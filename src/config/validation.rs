//! Configuration validation.
//!
//! # Responsibilities
//! - Semantic validation (serde handles syntactic)
//! - Validate value ranges (timeouts > 0, bind address parses)
//! - Validate upstream overrides are absolute http(s) bases
//!
//! # Design Decisions
//! - Returns all validation errors, not just first
//! - Validation is pure function: ProxyConfig → Result<(), Vec<ValidationError>>
//! - Runs before config is accepted into the system

use std::net::SocketAddr;

use thiserror::Error;
use url::Url;

use crate::config::schema::ProxyConfig;
use crate::routing::Provider;

/// A single semantic problem with the configuration.
#[derive(Debug, Clone, PartialEq, Eq, Error)]
pub enum ValidationError {
    #[error("listener.bind_address '{0}' is not a socket address")]
    BindAddress(String),

    #[error("timeouts.{0} must be greater than zero")]
    ZeroTimeout(&'static str),

    #[error("upstreams.{provider} '{url}' {reason}")]
    Upstream {
        provider: &'static str,
        url: String,
        reason: &'static str,
    },

    #[error("listener.tls.{0} must not be empty")]
    TlsPath(&'static str),
}

/// Check `config` and collect every problem found.
pub fn validate_config(config: &ProxyConfig) -> Result<(), Vec<ValidationError>> {
    let mut errors = Vec::new();

    if config.listener.bind_address.parse::<SocketAddr>().is_err() {
        errors.push(ValidationError::BindAddress(
            config.listener.bind_address.clone(),
        ));
    }

    if let Some(tls) = &config.listener.tls {
        if tls.cert_path.trim().is_empty() {
            errors.push(ValidationError::TlsPath("cert_path"));
        }
        if tls.key_path.trim().is_empty() {
            errors.push(ValidationError::TlsPath("key_path"));
        }
    }

    if config.timeouts.connect_secs == 0 {
        errors.push(ValidationError::ZeroTimeout("connect_secs"));
    }
    if config.timeouts.upstream_secs == 0 {
        errors.push(ValidationError::ZeroTimeout("upstream_secs"));
    }

    for provider in Provider::ALL {
        if let Some(base) = config.upstreams.override_for(provider) {
            if let Some(reason) = check_upstream_base(base) {
                errors.push(ValidationError::Upstream {
                    provider: provider.name(),
                    url: base.to_string(),
                    reason,
                });
            }
        }
    }

    if errors.is_empty() {
        Ok(())
    } else {
        Err(errors)
    }
}

fn check_upstream_base(base: &str) -> Option<&'static str> {
    let parsed = match Url::parse(base) {
        Ok(url) => url,
        Err(_) => return Some("is not an absolute URL"),
    };
    if !matches!(parsed.scheme(), "http" | "https") {
        return Some("must use http or https");
    }
    if parsed.query().is_some() || parsed.fragment().is_some() {
        return Some("must not carry a query or fragment");
    }
    if !base.ends_with('/') {
        return Some("must end with '/'");
    }
    None
}

#[cfg(test)]
mod tests {
    use super::*;
    use crate::config::schema::{TlsConfig, UpstreamConfig};

    #[test]
    fn default_config_is_valid() {
        assert_eq!(validate_config(&ProxyConfig::default()), Ok(()));
    }

    #[test]
    fn collects_all_errors() {
        let mut config = ProxyConfig::default();
        config.listener.bind_address = "not-an-address".into();
        config.timeouts.connect_secs = 0;
        config.timeouts.upstream_secs = 0;
        config.listener.tls = Some(TlsConfig {
            cert_path: "".into(),
            key_path: "key.pem".into(),
        });

        let errors = validate_config(&config).unwrap_err();
        assert_eq!(errors.len(), 4);
        assert!(errors.contains(&ValidationError::ZeroTimeout("upstream_secs")));
        assert!(errors.contains(&ValidationError::TlsPath("cert_path")));
    }

    #[test]
    fn upstream_overrides_are_checked() {
        let mut config = ProxyConfig::default();
        config.upstreams = UpstreamConfig {
            runway: Some("http://127.0.0.1:9000/v1".into()),
            marble: Some("ftp://files.example/".into()),
            decart: Some("relative/path/".into()),
            kiri: Some("https://api.kiriengine.app/api/".into()),
        };

        let errors = validate_config(&config).unwrap_err();
        assert_eq!(errors.len(), 3);
        for err in &errors {
            if let ValidationError::Upstream { provider, .. } = err {
                assert_ne!(*provider, "kiri");
            }
        }
    }
}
————————
→ **EXERCISE REQUIREMENTS**
Your answer should be one number, the count of lines in the records that contain the string "ZeroTimeout".

→ **TASK RESPONSE**
4